Stored data:
● ● ● ● ● ● ●

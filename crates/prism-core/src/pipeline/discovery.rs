//! Batch input discovery.
//!
//! A file path yields itself when its extension is accepted; a directory is
//! walked recursively. Hidden entries (dot-files and dot-directories, such
//! as `.DS_Store` or `._photo.jpg` resource forks) are never picked up.
//! Results are sorted by path so batches are reproducible. Callers can
//! exclude directories, such as an output folder inside the input tree.

use std::path::{Path, PathBuf};
use walkdir::{DirEntry, WalkDir};

use crate::config::BatchConfig;

/// A candidate batch input.
#[derive(Debug, Clone, PartialEq, Eq)]
pub struct DiscoveredFile {
    pub path: PathBuf,
    /// Size on disk in bytes
    pub size: u64,
}

/// Finds batch inputs by extension.
pub struct FileDiscovery {
    extensions: Vec<String>,
}

fn is_hidden(entry: &DirEntry) -> bool {
    entry.depth() > 0 && entry.file_name().to_string_lossy().starts_with('.')
}

fn is_excluded(entry: &DirEntry, excluded: &[PathBuf]) -> bool {
    !excluded.is_empty()
        && entry.depth() > 0
        && entry.file_type().is_dir()
        && std::fs::canonicalize(entry.path()).is_ok_and(|p| excluded.contains(&p))
}

impl FileDiscovery {
    pub fn new(config: &BatchConfig) -> Self {
        Self {
            extensions: config
                .supported_formats
                .iter()
                .map(|ext| ext.trim_start_matches('.').to_ascii_lowercase())
                .collect(),
        }
    }

    /// Collect accepted files at `path`, sorted by path.
    pub fn discover(&self, path: &Path) -> Vec<DiscoveredFile> {
        self.discover_excluding(path, &[])
    }

    /// Like [`discover`](Self::discover), skipping the `excluded` directories.
    ///
    /// Directories that do not exist yet are ignored.
    pub fn discover_excluding(&self, path: &Path, excluded: &[PathBuf]) -> Vec<DiscoveredFile> {
        let excluded: Vec<PathBuf> = excluded
            .iter()
            .filter_map(|dir| std::fs::canonicalize(dir).ok())
            .collect();
        if path.is_file() {
            return std::fs::metadata(path)
                .ok()
                .filter(|_| self.accepts(path))
                .map(|meta| DiscoveredFile {
                    path: path.to_path_buf(),
                    size: meta.len(),
                })
                .into_iter()
                .collect();
        }

        let mut rejected = 0usize;
        let mut files = Vec::new();
        for entry in WalkDir::new(path)
            .follow_links(true)
            .into_iter()
            .filter_entry(|e| !is_hidden(e) && !is_excluded(e, &excluded))
        {
            let entry = match entry {
                Ok(entry) => entry,
                Err(e) => {
                    tracing::warn!("Skipping unreadable entry: {e}");
                    continue;
                }
            };
            if !entry.file_type().is_file() {
                continue;
            }
            if !self.accepts(entry.path()) {
                rejected += 1;
                continue;
            }
            if let Ok(meta) = entry.metadata() {
                files.push(DiscoveredFile {
                    path: entry.into_path(),
                    size: meta.len(),
                });
            }
        }

        if rejected > 0 {
            tracing::debug!("Ignored {rejected} file(s) with unsupported extensions under {:?}", path);
        }
        files.sort_by(|a, b| a.path.cmp(&b.path));
        files
    }

    fn accepts(&self, path: &Path) -> bool {
        let Some(ext) = path.extension().and_then(|e| e.to_str()) else {
            return false;
        };
        let hidden = path
            .file_name()
            .is_some_and(|n| n.to_string_lossy().starts_with('.'));
        !hidden && self.extensions.iter().any(|known| known.eq_ignore_ascii_case(ext))
    }

    /// Combined size of `files` in bytes.
    pub fn total_size(files: &[DiscoveredFile]) -> u64 {
        files.iter().map(|f| f.size).sum()
    }
}
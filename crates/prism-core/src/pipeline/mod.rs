//! Per-image pipeline stages.
//!
//! - **validate**: size and magic-byte gate before decoding
//! - **decode**: sniff and decode bytes into a [`RasterImage`]
//! - **encode**: write a raster in the target format
//! - **naming**: derived output file names
//! - **discovery**: find image files in directories
//! - **processor**: runs one file through all of the above

pub mod decode;
pub mod discovery;
pub mod encode;
pub mod naming;
pub mod processor;
pub mod validate;

pub use decode::{format_to_string, RasterDecoder, RasterImage};
pub use discovery::{DiscoveredFile, FileDiscovery};
pub use encode::{compression_delta, EncodeOptions, EncodedImage, FormatEncoder, OutputFormat};
pub use naming::{derive_name, NameSuffix};
pub use processor::{ImageProcessor, Operation, ProcessOptions, ProcessedOutput};
pub use validate::Validator;
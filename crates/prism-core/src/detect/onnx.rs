//! ONNX Runtime face detector (UltraFace RFB-320 output layout).
//!
//! Produces `scores` \[1, N, 2\] (background, face) and `boxes` \[1, N, 4\]
//! with corners normalized to \[0, 1\]. Candidates above the score threshold
//! are de-duplicated with greedy non-maximum suppression.

use std::path::Path;
use std::sync::Mutex;

use ort::session::Session;
use ort::value::Value;

use super::preprocess::preprocess;
use super::{DetectedSubject, SubjectDetector};
use crate::config::DetectorConfig;
use crate::crop::CropArea;
use crate::error::{ProcessError, ProcessResult};
use crate::pipeline::RasterImage;

/// Wraps an ONNX Runtime session running a face detection model.
///
/// Uses a `Mutex` because `Session::run` requires `&mut self`.
pub struct OnnxFaceDetector {
    session: Mutex<Session>,
    /// Name of the input tensor (detected from model metadata).
    input_name: String,
    score_threshold: f32,
    iou_threshold: f32,
}

fn unavailable(message: String) -> ProcessError {
    ProcessError::DetectorUnavailable { message }
}

impl OnnxFaceDetector {
    /// Load a detector from an ONNX file.
    pub fn load(model_path: &Path, config: &DetectorConfig) -> ProcessResult<Self> {
        let session = Session::builder()
            .map_err(|e| unavailable(format!("Failed to create ONNX session builder: {e}")))?
            .commit_from_file(model_path)
            .map_err(|e| unavailable(format!("Failed to load ONNX model {model_path:?}: {e}")))?;

        let input_name = session
            .inputs()
            .first()
            .map(|i| i.name().to_string())
            .unwrap_or_else(|| "input".to_string());

        tracing::debug!(
            "Loaded face detector from {:?} (input: {:?}, outputs: {:?})",
            model_path,
            input_name,
            session
                .outputs()
                .iter()
                .map(|o| o.name())
                .collect::<Vec<_>>()
        );

        Ok(Self {
            session: Mutex::new(session),
            input_name,
            score_threshold: config.score_threshold,
            iou_threshold: config.iou_threshold,
        })
    }

    fn infer(&self, image: &RasterImage) -> ProcessResult<Vec<DetectedSubject>> {
        let tensor = preprocess(&image.pixels);
        let shape: Vec<i64> = tensor.shape().iter().map(|&d| d as i64).collect();
        let flat_data: Vec<f32> = tensor.iter().copied().collect();

        let input_value = Value::from_array((shape, flat_data))
            .map_err(|e| unavailable(format!("Failed to create input tensor: {e}")))?;
        let inputs = ort::inputs![self.input_name.as_str() => input_value];

        let mut session = self
            .session
            .lock()
            .map_err(|e| unavailable(format!("Session lock poisoned: {e}")))?;
        let outputs = session
            .run(inputs)
            .map_err(|e| unavailable(format!("ONNX inference failed: {e}")))?;

        let extract = |wanted: &str| -> ProcessResult<Vec<f32>> {
            let (_, value) = outputs
                .iter()
                .find(|(name, _)| *name == wanted)
                .ok_or_else(|| unavailable(format!("Model did not produce `{wanted}`")))?;
            let (_, data) = value
                .try_extract_tensor::<f32>()
                .map_err(|e| unavailable(format!("Failed to extract `{wanted}` tensor: {e}")))?;
            Ok(data.to_vec())
        };
        let scores = extract("scores")?;
        let boxes = extract("boxes")?;

        let candidates = decode_candidates(
            &scores,
            &boxes,
            self.score_threshold,
            image.width as f64,
            image.height as f64,
        );
        Ok(non_max_suppression(candidates, self.iou_threshold))
    }
}

impl SubjectDetector for OnnxFaceDetector {
    fn name(&self) -> &str {
        "onnx-ultraface"
    }

    fn is_available(&self) -> bool {
        true
    }

    fn detect_faces(&self, image: &RasterImage) -> ProcessResult<Vec<DetectedSubject>> {
        let start = std::time::Instant::now();
        let faces = self.infer(image)?;
        tracing::trace!("  Face detection: {} face(s) in {:?}", faces.len(), start.elapsed());
        Ok(faces)
    }

    fn detect_objects(&self, _image: &RasterImage) -> ProcessResult<Vec<DetectedSubject>> {
        // Face-only model.
        Ok(Vec::new())
    }
}

/// Turn raw model outputs into face candidates in source pixel coordinates.
fn decode_candidates(
    scores: &[f32],
    boxes: &[f32],
    threshold: f32,
    width: f64,
    height: f64,
) -> Vec<DetectedSubject> {
    scores
        .chunks_exact(2)
        .zip(boxes.chunks_exact(4))
        .filter(|(score, _)| score[1] >= threshold)
        .map(|(score, corners)| {
            let x1 = (corners[0] as f64).clamp(0.0, 1.0) * width;
            let y1 = (corners[1] as f64).clamp(0.0, 1.0) * height;
            let x2 = (corners[2] as f64).clamp(0.0, 1.0) * width;
            let y2 = (corners[3] as f64).clamp(0.0, 1.0) * height;
            DetectedSubject::face(
                CropArea::new(x1, y1, (x2 - x1).max(0.0), (y2 - y1).max(0.0)),
                score[1],
            )
        })
        .filter(|face| face.bbox.area() > 0.0)
        .collect()
}

/// Greedy non-maximum suppression, highest score first.
fn non_max_suppression(mut candidates: Vec<DetectedSubject>, iou_threshold: f32) -> Vec<DetectedSubject> {
    candidates.sort_by(|a, b| b.score.total_cmp(&a.score));
    let mut kept: Vec<DetectedSubject> = Vec::new();
    for candidate in candidates {
        let overlaps = kept
            .iter()
            .any(|k| k.bbox.iou(&candidate.bbox) > iou_threshold as f64);
        if !overlaps {
            kept.push(candidate);
        }
    }
    kept
}
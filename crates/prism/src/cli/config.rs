//! The `prism config` command for configuration management.

use clap::{Args, Subcommand};
use prism_core::Config;
use std::path::Path;

/// Arguments for the `config` command.
#[derive(Args, Debug)]
pub struct ConfigArgs {
    #[command(subcommand)]
    pub command: ConfigCommand,
}

/// Subcommands for configuration management.
#[derive(Subcommand, Debug)]
pub enum ConfigCommand {
    /// Display the effective configuration
    Show,

    /// Show config file path
    Path,

    /// Initialize a new config file with defaults
    Init {
        /// Overwrite existing config file
        #[arg(long)]
        force: bool,
    },
}

/// Execute the config command against the loaded config and its file path.
pub fn execute(args: ConfigArgs, config: Config, path: &Path) -> anyhow::Result<()> {
    match args.command {
        ConfigCommand::Show => {
            println!("{}", config.to_toml()?);
        }

        ConfigCommand::Path => {
            println!("{}", path.display());
        }

        ConfigCommand::Init { force } => {
            init(path, force)?;
            tracing::info!("Config file created at: {}", path.display());
            println!("Configuration initialized at: {}", path.display());
        }
    }

    Ok(())
}

/// Write the default config to `path`.
pub fn init(path: &Path, force: bool) -> anyhow::Result<()> {
    if path.exists() && !force {
        anyhow::bail!(
            "Config file already exists at: {}\nUse --force to overwrite.",
            path.display()
        );
    }
    if let Some(parent) = path.parent() {
        std::fs::create_dir_all(parent)?;
    }
    std::fs::write(path, Config::default().to_toml()?)?;
    Ok(())
}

● ● ● ● ● ● ●

Required action:
Pull from the data each line where the string "inputs" turns up.

Response to the exercise:
/// Finds batch inputs by extension.
            .inputs()
        let inputs = ort::inputs![self.input_name.as_str() => input_value];
            .run(inputs)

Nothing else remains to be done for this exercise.